“It’s an open nomination process…anyone can make a nomination for this award,” Bones said. “There’s a committee consisting of former recipients and administration that select the recipient.”
However, while anyone can nominate, and many registration slips are submitted before the selection is made, only one teacher receives the award each year. Last year’s recipient, Ms. Mary-Margret Coffield, RBHS acting teacher, both reviewed her elation and perspective on what the award means to her.
“I was so shocked, I couldn’t speak,” Coffield said. “Every year I would be standing or sitting in the gym while that assembly was going on. I would listen to the description of whoever was getting it and I would, like any teacher would, be relating who I am and, what do I value and what do I think I do, to what I was hearing up there.”
Over the years at RBHS, ten to be exact, Coffield watched as numerous teachers received the award and while never unimpressed by those who received it, couldn’t help but feel an internal struggle about the award.
“I am looking around at all these kids and I am thinking, I’ll bet every single one of them has a teacher who has impacted them and kept them going day by day.
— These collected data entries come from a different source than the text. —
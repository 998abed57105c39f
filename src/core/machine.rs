//! The state graph: an insertion-ordered, name-keyed set of states.

use super::output::StateOutput;
use super::rule::TransitionRule;
use crate::compile::{self, CompileError, EmitterConfig};
use crate::diagram::{self, DiagramError, DiagramSink};
use indexmap::IndexMap;
use tracing::debug;

/// One registered state.
#[derive(Clone, Debug, PartialEq)]
pub struct StateEntry {
    pub output: StateOutput,
    /// `None` only for terminal states with no exit.
    pub rule: Option<TransitionRule>,
}

/// A declarative state machine.
///
/// Registration order is emission order. Registering a name a second time
/// replaces the earlier entry in place. Target names are never checked
/// against the registered states here; see [`crate::validate`].
///
/// # Example
///
/// ```rust
/// use lucid_fsm::core::{StateMachine, StateOutput, TransitionRule};
///
/// let mut machine = StateMachine::new();
/// machine.add_state(
///     "START",
///     StateOutput::new().start("1"),
///     Some(TransitionRule::new("button_0", "RUN")),
/// );
/// machine.add_state(
///     "RUN",
///     StateOutput::new().we("1"),
///     Some(TransitionRule::always("START")),
/// );
///
/// let code = machine.compile().unwrap();
/// assert!(code.starts_with("game_state.START:"));
/// ```
#[derive(Clone, Debug, Default)]
pub struct StateMachine {
    states: IndexMap<String, StateEntry>,
}

impl StateMachine {
    pub fn new() -> Self {
        Self::default()
    }

    /// Register a state. Re-registering an existing name overwrites it.
    pub fn add_state(
        &mut self,
        name: impl Into<String>,
        output: StateOutput,
        rule: Option<TransitionRule>,
    ) {
        let name = name.into();
        let entry = StateEntry { output, rule };
        if self.states.insert(name.clone(), entry).is_some() {
            debug!(state = %name, "state re-registered, replacing earlier definition");
        }
    }

    pub fn get(&self, name: &str) -> Option<&StateEntry> {
        self.states.get(name)
    }

    pub fn contains(&self, name: &str) -> bool {
        self.states.contains_key(name)
    }

    /// States in registration order.
    pub fn states(&self) -> impl Iterator<Item = (&str, &StateEntry)> {
        self.states.iter().map(|(name, entry)| (name.as_str(), entry))
    }

    /// State names in registration order.
    pub fn state_names(&self) -> impl Iterator<Item = &str> {
        self.states.keys().map(String::as_str)
    }

    pub fn len(&self) -> usize {
        self.states.len()
    }

    pub fn is_empty(&self) -> bool {
        self.states.is_empty()
    }

    /// Compile every state with the default emitter settings.
    pub fn compile(&self) -> Result<String, CompileError> {
        self.compile_with(&EmitterConfig::default())
    }

    /// Compile every state, failing on the first shape error.
    pub fn compile_with(&self, config: &EmitterConfig) -> Result<String, CompileError> {
        compile::compile_machine(self, config)
    }

    /// Feed every state's node and edges to `sink`.
    pub fn render_diagram<D: DiagramSink + ?Sized>(&self, sink: &mut D) -> Result<(), DiagramError> {
        diagram::render(self, sink)
    }
}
You can’t say there is one person in this school who kind of rises above everybody else,” Coffield said, “so I have always had a certain level of conflict within myself, about it. But what I did experience when I did get it was a kind of affirmation, a feeling that I had never had before in any other context, no matter what I had received.”
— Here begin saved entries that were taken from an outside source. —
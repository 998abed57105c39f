//! Per-state signal assignments.

use super::cases::{Cases, CASE_SEPARATOR};
use super::signal::Signal;
use serde::{Deserialize, Serialize};
use std::borrow::Cow;
use std::collections::BTreeMap;
use std::fmt;

/// The signals a state drives, each with one value or one value per case.
///
/// Nothing is validated on construction. Cross-signal length agreement is
/// checked when the machine is compiled, so an output can be built and
/// rendered on its own.
///
/// # Example
///
/// ```rust
/// use lucid_fsm::core::StateOutput;
///
/// let output = StateOutput::new()
///     .we("1")
///     .rb(["regfile_addr.small", "regfile_addr.med", "regfile_addr.large"])
///     .label_for(lucid_fsm::core::Signal::ReadB, "0x09-0x0B");
///
/// assert_eq!(output.to_string(), "we = 1;\nrb = 0x09-0x0B");
/// ```
#[derive(Clone, Debug, Default, PartialEq, Serialize, Deserialize)]
pub struct StateOutput {
    #[serde(default, rename = "signals")]
    values: BTreeMap<Signal, Cases>,
    #[serde(default, skip_serializing_if = "BTreeMap::is_empty")]
    labels: BTreeMap<Signal, String>,
}

impl StateOutput {
    /// An output that drives no signals.
    pub fn new() -> Self {
        Self::default()
    }

    /// Drive `signal` with a single value or a list of per-case values.
    pub fn set(mut self, signal: Signal, value: impl Into<Cases>) -> Self {
        self.values.insert(signal, value.into());
        self
    }

    /// Override the diagram text for `signal`.
    pub fn label_for(mut self, signal: Signal, label: impl Into<String>) -> Self {
        self.labels.insert(signal, label.into());
        self
    }

    pub fn get(&self, signal: Signal) -> Option<&Cases> {
        self.values.get(&signal)
    }

    pub fn label(&self, signal: Signal) -> Option<&str> {
        self.labels.get(&signal).map(String::as_str)
    }

    /// Driven signals in canonical order.
    pub fn present(&self) -> impl Iterator<Item = (Signal, &Cases)> {
        self.values.iter().map(|(signal, cases)| (*signal, cases))
    }

    pub fn is_empty(&self) -> bool {
        self.values.is_empty()
    }

    /// Diagram text for one driven signal: the override label if one was
    /// given, otherwise the cases joined by ` | `.
    pub fn display_value(&self, signal: Signal) -> Option<Cow<'_, str>> {
        let cases = self.values.get(&signal)?;
        Some(match self.labels.get(&signal) {
            Some(label) => Cow::Borrowed(label.as_str()),
            None => Cow::Owned(cases.as_slice().join(CASE_SEPARATOR)),
        })
    }
}

macro_rules! signal_setters {
    ($($method:ident => $signal:ident),* $(,)?) => {
        impl StateOutput {
            $(
                #[doc = concat!("Drive `", stringify!($method), "`.")]
                pub fn $method(self, value: impl Into<Cases>) -> Self {
                    self.set(Signal::$signal, value)
                }
            )*
        }
    };
}

signal_setters! {
    we => WriteEnable,
    ra => ReadA,
    rb => ReadB,
    rc => WriteAddr,
    literal => Literal,
    asel => ASel,
    bsel => BSel,
    ra2sel => Ra2Sel,
    wdsel => WdSel,
    alufn => AluFn,
    start => Start,
    finished => Finished,
    state => NextState,
}

impl fmt::Display for StateOutput {
    fn fmt(&self, f: &mut fmt::Formatter<'_>) -> fmt::Result {
        let lines: Vec<String> = self
            .values
            .keys()
            .filter_map(|signal| {
                self.display_value(*signal)
                    .map(|text| format!("{} = {}", signal, text))
            })
            .collect();
        f.write_str(&lines.join(";\n"))
    }
}

#[cfg(test)]
mod tests {
    use super::*;

    #[test]
    fn default_rendering_joins_cases() {
        let output = StateOutput::new().rb(["a", "b", "c"]);
        assert_eq!(output.to_string(), "rb = a | b | c");
    }

    #[test]
    fn override_label_is_rendered_verbatim() {
        let output = StateOutput::new()
            .rb(["a", "b", "c"])
            .label_for(Signal::ReadB, "three reads");
        assert_eq!(output.to_string(), "rb = three reads");
        assert_eq!(output.get(Signal::ReadB).map(Cases::len), Some(3));
    }

    #[test]
    fn label_without_value_is_not_rendered() {
        let output = StateOutput::new()
            .we("1")
            .label_for(Signal::AluFn, "alu_op_code.t_b");
        assert_eq!(output.to_string(), "we = 1");
        assert_eq!(output.label(Signal::AluFn), Some("alu_op_code.t_b"));
        assert!(output.get(Signal::AluFn).is_none());
    }

    #[test]
    fn rendering_follows_canonical_order() {
        let output = StateOutput::new()
            .finished("1")
            .we("1")
            .literal("2")
            .ra("regfile_addr.box_addr");
        assert_eq!(
            output.to_string(),
            "we = 1;\nra = regfile_addr.box_addr;\nliteral = 2;\nfinished = 1"
        );
    }

    #[test]
    fn present_iterates_canonically() {
        let output = StateOutput::new().state("X").start("1").we("0");
        let signals: Vec<Signal> = output.present().map(|(s, _)| s).collect();
        assert_eq!(
            signals,
            vec![Signal::WriteEnable, Signal::Start, Signal::NextState]
        );
    }

    #[test]
    fn later_assignment_replaces_earlier() {
        let output = StateOutput::new().we("0").we("1");
        assert_eq!(output.get(Signal::WriteEnable), Some(&Cases::from("1")));
    }

    #[test]
    fn empty_output_renders_nothing() {
        assert_eq!(StateOutput::new().to_string(), "");
        assert!(StateOutput::new().is_empty());
    }
}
The award, one RBHS has been giving out at least since 1990, if not before, has always been one that has been sound in what it represents. The recipients of this award are not only great educators, but the utmost professionals in their field.
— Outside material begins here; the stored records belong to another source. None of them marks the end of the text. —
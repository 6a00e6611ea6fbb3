//! MCP stdio server entry point.
//!
//! Reads one JSON-RPC message per line from stdin and writes replies to stdout, so
//! all logging goes to stderr.

mod service;
mod tools;

use anyhow::Context as _;
use clap::Parser;
use rmcp::model::ClientJsonRpcMessage;
use specscope_explorer::cache::SchemaCache;
use specscope_explorer::explorer::Explorer;
use specscope_explorer::registry::{ApiRegistry, default_registry_path};
use std::path::PathBuf;
use std::sync::Arc;
use std::time::Duration;
use tokio::io::{AsyncBufReadExt as _, AsyncWriteExt as _, BufReader};

#[derive(Debug, Parser)]
#[command(
    name = "specscope",
    about = "MCP stdio server for exploring OpenAPI/Swagger API schemas"
)]
struct Args {
    /// Path of the saved-API registry file.
    #[arg(long, env = "SPECSCOPE_CONFIG")]
    config: Option<PathBuf>,

    /// Timeout for schema fetches, in seconds.
    #[arg(long, env = "SPECSCOPE_HTTP_TIMEOUT_SECS", default_value_t = 30)]
    http_timeout_secs: u64,
}

#[tokio::main]
async fn main() -> anyhow::Result<()> {
    tracing_subscriber::fmt()
        .with_env_filter(tracing_subscriber::EnvFilter::from_default_env())
        .with_writer(std::io::stderr)
        .init();

    let args = Args::parse();

    let registry_path = match args.config {
        Some(path) => path,
        None => default_registry_path().context("resolve registry path")?,
    };
    tracing::info!("Using registry at {}", registry_path.display());

    let registry = Arc::new(ApiRegistry::load(registry_path));
    let cache = Arc::new(SchemaCache::new(Duration::from_secs(args.http_timeout_secs)));
    let service = service::ExplorerService::new(Arc::new(Explorer::new(registry, cache)));

    let mut lines = BufReader::new(tokio::io::stdin()).lines();
    let mut stdout = tokio::io::stdout();

    while let Some(line) = lines.next_line().await.context("read stdin")? {
        let line = line.trim();
        if line.is_empty() {
            continue;
        }

        let message: ClientJsonRpcMessage = match serde_json::from_str(line) {
            Ok(message) => message,
            Err(e) => {
                tracing::warn!("Skipping malformed message: {e}");
                continue;
            }
        };

        if let Some(reply) = service.handle_message(message).await {
            let mut out = serde_json::to_vec(&reply).context("serialize reply")?;
            out.push(b'\n');
            stdout.write_all(&out).await.context("write stdout")?;
            stdout.flush().await.context("flush stdout")?;
        }
    }

    Ok(())
}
“The very first year I was here I was already National Board Certified which is something only a small number of teachers get done and I was only one of two people in this school who was National Board Certified when I came,” Coffield said. “But even so I had really a strong sense of how teaching matters and how to make myself be a better teacher…and I came about in this environment and my brain was blown away, because I was no longer the most skilled teacher in my teaching community, I was watching masters at work.”
Overall, while the accolade helped solidify years of hard work, in a way even she didn’t expect, she says she only feels some other colleagues of hers have received the recognition that have earned.
“I would say that when I see the names listed on that award they represent not only excellent teachers,” Bones said, “but people who have given a lot of their time and energy as well as expertise to RBHS to help make this a great place. It’s a solid crowd.”